• Exercise
The records follow. Retype them without a single change.

• Data provided

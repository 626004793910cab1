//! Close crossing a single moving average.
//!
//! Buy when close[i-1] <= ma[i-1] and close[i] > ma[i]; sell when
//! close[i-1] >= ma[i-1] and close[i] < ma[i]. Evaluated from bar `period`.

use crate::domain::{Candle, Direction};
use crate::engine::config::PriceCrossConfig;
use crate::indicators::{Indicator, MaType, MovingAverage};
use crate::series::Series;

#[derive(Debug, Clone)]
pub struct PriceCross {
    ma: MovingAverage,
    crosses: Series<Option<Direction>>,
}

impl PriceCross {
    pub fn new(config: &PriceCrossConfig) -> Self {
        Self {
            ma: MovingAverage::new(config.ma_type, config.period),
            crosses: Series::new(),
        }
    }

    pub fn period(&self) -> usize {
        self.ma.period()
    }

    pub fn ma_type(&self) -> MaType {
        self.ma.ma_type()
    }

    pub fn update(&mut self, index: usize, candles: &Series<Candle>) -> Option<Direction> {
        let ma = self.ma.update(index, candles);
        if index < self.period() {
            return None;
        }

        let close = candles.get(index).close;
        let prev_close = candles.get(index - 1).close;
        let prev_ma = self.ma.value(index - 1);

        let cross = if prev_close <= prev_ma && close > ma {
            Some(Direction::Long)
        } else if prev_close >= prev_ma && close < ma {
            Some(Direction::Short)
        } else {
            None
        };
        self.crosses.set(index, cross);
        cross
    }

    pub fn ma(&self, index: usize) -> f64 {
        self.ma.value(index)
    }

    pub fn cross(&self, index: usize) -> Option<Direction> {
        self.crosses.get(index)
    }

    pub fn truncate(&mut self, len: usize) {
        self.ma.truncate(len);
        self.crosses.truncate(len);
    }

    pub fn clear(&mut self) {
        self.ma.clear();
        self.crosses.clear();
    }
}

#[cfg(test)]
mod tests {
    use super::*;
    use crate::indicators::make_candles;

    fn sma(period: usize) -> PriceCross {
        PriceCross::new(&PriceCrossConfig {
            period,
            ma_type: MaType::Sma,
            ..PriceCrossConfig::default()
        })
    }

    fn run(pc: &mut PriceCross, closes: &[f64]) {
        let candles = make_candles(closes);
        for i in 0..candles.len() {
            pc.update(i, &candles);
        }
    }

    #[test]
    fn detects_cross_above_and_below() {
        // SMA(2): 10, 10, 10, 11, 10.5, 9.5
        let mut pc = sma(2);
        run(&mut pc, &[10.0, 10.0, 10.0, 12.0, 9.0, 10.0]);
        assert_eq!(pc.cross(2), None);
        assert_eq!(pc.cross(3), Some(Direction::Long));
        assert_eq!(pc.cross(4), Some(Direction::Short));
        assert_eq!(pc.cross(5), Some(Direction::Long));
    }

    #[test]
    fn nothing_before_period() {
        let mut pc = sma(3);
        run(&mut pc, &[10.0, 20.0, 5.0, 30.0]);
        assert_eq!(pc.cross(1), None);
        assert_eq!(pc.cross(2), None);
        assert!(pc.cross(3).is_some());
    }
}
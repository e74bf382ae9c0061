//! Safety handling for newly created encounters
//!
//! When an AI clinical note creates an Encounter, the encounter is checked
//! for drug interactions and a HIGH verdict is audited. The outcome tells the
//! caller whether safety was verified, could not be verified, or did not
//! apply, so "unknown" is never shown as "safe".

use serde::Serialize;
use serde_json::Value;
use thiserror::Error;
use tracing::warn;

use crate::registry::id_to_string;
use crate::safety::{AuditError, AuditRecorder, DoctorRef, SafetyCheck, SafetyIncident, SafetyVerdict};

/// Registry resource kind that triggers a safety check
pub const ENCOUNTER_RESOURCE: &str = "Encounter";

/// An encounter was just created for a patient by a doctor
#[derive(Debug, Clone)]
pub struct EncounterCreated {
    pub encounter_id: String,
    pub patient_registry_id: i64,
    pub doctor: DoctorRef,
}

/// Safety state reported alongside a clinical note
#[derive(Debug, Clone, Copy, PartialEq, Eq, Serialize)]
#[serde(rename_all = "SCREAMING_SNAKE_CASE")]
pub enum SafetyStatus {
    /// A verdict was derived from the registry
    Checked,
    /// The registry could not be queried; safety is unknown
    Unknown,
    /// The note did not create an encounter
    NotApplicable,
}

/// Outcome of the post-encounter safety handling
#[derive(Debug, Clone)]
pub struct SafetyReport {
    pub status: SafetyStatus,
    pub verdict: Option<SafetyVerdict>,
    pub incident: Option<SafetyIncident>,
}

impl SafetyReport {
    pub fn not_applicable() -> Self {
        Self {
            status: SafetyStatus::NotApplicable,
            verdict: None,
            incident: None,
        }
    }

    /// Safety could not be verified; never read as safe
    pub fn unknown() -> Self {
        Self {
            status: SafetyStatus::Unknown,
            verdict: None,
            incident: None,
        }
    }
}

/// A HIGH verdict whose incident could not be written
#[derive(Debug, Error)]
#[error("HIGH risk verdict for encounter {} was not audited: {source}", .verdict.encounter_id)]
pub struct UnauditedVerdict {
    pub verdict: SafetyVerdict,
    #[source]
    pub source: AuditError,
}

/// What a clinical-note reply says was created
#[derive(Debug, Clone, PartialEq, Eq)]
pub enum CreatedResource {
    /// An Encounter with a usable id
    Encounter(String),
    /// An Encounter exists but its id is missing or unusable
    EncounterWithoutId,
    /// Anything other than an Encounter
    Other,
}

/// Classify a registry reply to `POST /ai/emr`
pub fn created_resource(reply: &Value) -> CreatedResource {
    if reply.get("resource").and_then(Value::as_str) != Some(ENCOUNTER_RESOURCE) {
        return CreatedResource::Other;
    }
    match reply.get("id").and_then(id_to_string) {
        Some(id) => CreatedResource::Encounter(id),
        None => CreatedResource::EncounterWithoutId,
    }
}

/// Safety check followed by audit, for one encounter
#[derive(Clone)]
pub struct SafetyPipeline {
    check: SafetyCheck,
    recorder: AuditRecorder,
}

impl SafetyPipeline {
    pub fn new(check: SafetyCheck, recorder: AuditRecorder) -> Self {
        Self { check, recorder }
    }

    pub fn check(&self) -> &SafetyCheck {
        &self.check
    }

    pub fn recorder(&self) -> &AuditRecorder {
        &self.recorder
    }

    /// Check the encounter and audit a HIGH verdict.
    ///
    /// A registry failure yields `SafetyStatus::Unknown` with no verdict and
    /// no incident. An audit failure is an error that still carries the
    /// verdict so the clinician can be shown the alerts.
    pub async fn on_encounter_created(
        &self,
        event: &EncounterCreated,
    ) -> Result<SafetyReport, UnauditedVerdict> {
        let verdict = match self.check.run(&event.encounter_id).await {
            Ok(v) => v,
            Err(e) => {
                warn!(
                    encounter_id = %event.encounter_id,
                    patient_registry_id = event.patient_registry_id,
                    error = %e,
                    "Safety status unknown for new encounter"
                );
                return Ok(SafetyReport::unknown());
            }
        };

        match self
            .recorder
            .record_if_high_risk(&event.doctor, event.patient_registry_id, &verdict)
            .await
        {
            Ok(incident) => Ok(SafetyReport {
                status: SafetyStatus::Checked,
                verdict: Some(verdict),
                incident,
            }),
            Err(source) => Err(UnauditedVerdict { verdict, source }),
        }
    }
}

• Your solution
repository 626004793910cab1
//! Close crossing a single moving average.
//!
//! Buy when close[i-1] <= ma[i-1] and close[i] > ma[i]; sell when
//! close[i-1] >= ma[i-1] and close[i] < ma[i]. Evaluated from bar `period`.

use crate::domain::{Candle, Direction};
use crate::engine::config::PriceCrossConfig;
use crate::indicators::{Indicator, MaType, MovingAverage};
use crate::series::Series;

#[derive(Debug, Clone)]
pub struct PriceCross {
    ma: MovingAverage,
    crosses: Series<Option<Direction>>,
}

impl PriceCross {
    pub fn new(config: &PriceCrossConfig) -> Self {
        Self {
            ma: MovingAverage::new(config.ma_type, config.period),
            crosses: Series::new(),
        }
    }

    pub fn period(&self) -> usize {
        self.ma.period()
    }

    pub fn ma_type(&self) -> MaType {
        self.ma.ma_type()
    }

    pub fn update(&mut self, index: usize, candles: &Series<Candle>) -> Option<Direction> {
        let ma = self.ma.update(index, candles);
        if index < self.period() {
            return None;
        }

        let close = candles.get(index).close;
        let prev_close = candles.get(index - 1).close;
        let prev_ma = self.ma.value(index - 1);

        let cross = if prev_close <= prev_ma && close > ma {
            Some(Direction::Long)
        } else if prev_close >= prev_ma && close < ma {
            Some(Direction::Short)
        } else {
            None
        };
        self.crosses.set(index, cross);
        cross
    }

    pub fn ma(&self, index: usize) -> f64 {
        self.ma.value(index)
    }

    pub fn cross(&self, index: usize) -> Option<Direction> {
        self.crosses.get(index)
    }

    pub fn truncate(&mut self, len: usize) {
        self.ma.truncate(len);
        self.crosses.truncate(len);
    }

    pub fn clear(&mut self) {
        self.ma.clear();
        self.crosses.clear();
    }
}

#[cfg(test)]
mod tests {
    use super::*;
    use crate::indicators::make_candles;

    fn sma(period: usize) -> PriceCross {
        PriceCross::new(&PriceCrossConfig {
            period,
            ma_type: MaType::Sma,
            ..PriceCrossConfig::default()
        })
    }

    fn run(pc: &mut PriceCross, closes: &[f64]) {
        let candles = make_candles(closes);
        for i in 0..candles.len() {
            pc.update(i, &candles);
        }
    }

    #[test]
    fn detects_cross_above_and_below() {
        // SMA(2): 10, 10, 10, 11, 10.5, 9.5
        let mut pc = sma(2);
        run(&mut pc, &[10.0, 10.0, 10.0, 12.0, 9.0, 10.0]);
        assert_eq!(pc.cross(2), None);
        assert_eq!(pc.cross(3), Some(Direction::Long));
        assert_eq!(pc.cross(4), Some(Direction::Short));
        assert_eq!(pc.cross(5), Some(Direction::Long));
    }

    #[test]
    fn nothing_before_period() {
        let mut pc = sma(3);
        run(&mut pc, &[10.0, 20.0, 5.0, 30.0]);
        assert_eq!(pc.cross(1), None);
        assert_eq!(pc.cross(2), None);
        assert!(pc.cross(3).is_some());
    }
}
repository e74bf382ae9c0061
//! Safety handling for newly created encounters
//!
//! When an AI clinical note creates an Encounter, the encounter is checked
//! for drug interactions and a HIGH verdict is audited. The outcome tells the
//! caller whether safety was verified, could not be verified, or did not
//! apply, so "unknown" is never shown as "safe".

use serde::Serialize;
use serde_json::Value;
use thiserror::Error;
use tracing::warn;

use crate::registry::id_to_string;
use crate::safety::{AuditError, AuditRecorder, DoctorRef, SafetyCheck, SafetyIncident, SafetyVerdict};

/// Registry resource kind that triggers a safety check
pub const ENCOUNTER_RESOURCE: &str = "Encounter";

/// An encounter was just created for a patient by a doctor
#[derive(Debug, Clone)]
pub struct EncounterCreated {
    pub encounter_id: String,
    pub patient_registry_id: i64,
    pub doctor: DoctorRef,
}

/// Safety state reported alongside a clinical note
#[derive(Debug, Clone, Copy, PartialEq, Eq, Serialize)]
#[serde(rename_all = "SCREAMING_SNAKE_CASE")]
pub enum SafetyStatus {
    /// A verdict was derived from the registry
    Checked,
    /// The registry could not be queried; safety is unknown
    Unknown,
    /// The note did not create an encounter
    NotApplicable,
}

/// Outcome of the post-encounter safety handling
#[derive(Debug, Clone)]
pub struct SafetyReport {
    pub status: SafetyStatus,
    pub verdict: Option<SafetyVerdict>,
    pub incident: Option<SafetyIncident>,
}

impl SafetyReport {
    pub fn not_applicable() -> Self {
        Self {
            status: SafetyStatus::NotApplicable,
            verdict: None,
            incident: None,
        }
    }

    /// Safety could not be verified; never read as safe
    pub fn unknown() -> Self {
        Self {
            status: SafetyStatus::Unknown,
            verdict: None,
            incident: None,
        }
    }
}

/// A HIGH verdict whose incident could not be written
#[derive(Debug, Error)]
#[error("HIGH risk verdict for encounter {} was not audited: {source}", .verdict.encounter_id)]
pub struct UnauditedVerdict {
    pub verdict: SafetyVerdict,
    #[source]
    pub source: AuditError,
}

/// What a clinical-note reply says was created
#[derive(Debug, Clone, PartialEq, Eq)]
pub enum CreatedResource {
    /// An Encounter with a usable id
    Encounter(String),
    /// An Encounter exists but its id is missing or unusable
    EncounterWithoutId,
    /// Anything other than an Encounter
    Other,
}

/// Classify a registry reply to `POST /ai/emr`
pub fn created_resource(reply: &Value) -> CreatedResource {
    if reply.get("resource").and_then(Value::as_str) != Some(ENCOUNTER_RESOURCE) {
        return CreatedResource::Other;
    }
    match reply.get("id").and_then(id_to_string) {
        Some(id) => CreatedResource::Encounter(id),
        None => CreatedResource::EncounterWithoutId,
    }
}

/// Safety check followed by audit, for one encounter
#[derive(Clone)]
pub struct SafetyPipeline {
    check: SafetyCheck,
    recorder: AuditRecorder,
}

impl SafetyPipeline {
    pub fn new(check: SafetyCheck, recorder: AuditRecorder) -> Self {
        Self { check, recorder }
    }

    pub fn check(&self) -> &SafetyCheck {
        &self.check
    }

    pub fn recorder(&self) -> &AuditRecorder {
        &self.recorder
    }

    /// Check the encounter and audit a HIGH verdict.
    ///
    /// A registry failure yields `SafetyStatus::Unknown` with no verdict and
    /// no incident. An audit failure is an error that still carries the
    /// verdict so the clinician can be shown the alerts.
    pub async fn on_encounter_created(
        &self,
        event: &EncounterCreated,
    ) -> Result<SafetyReport, UnauditedVerdict> {
        let verdict = match self.check.run(&event.encounter_id).await {
            Ok(v) => v,
            Err(e) => {
                warn!(
                    encounter_id = %event.encounter_id,
                    patient_registry_id = event.patient_registry_id,
                    error = %e,
                    "Safety status unknown for new encounter"
                );
                return Ok(SafetyReport::unknown());
            }
        };

        match self
            .recorder
            .record_if_high_risk(&event.doctor, event.patient_registry_id, &verdict)
            .await
        {
            Ok(incident) => Ok(SafetyReport {
                status: SafetyStatus::Checked,
                verdict: Some(verdict),
                incident,
            }),
            Err(source) => Err(UnauditedVerdict { verdict, source }),
        }
    }
}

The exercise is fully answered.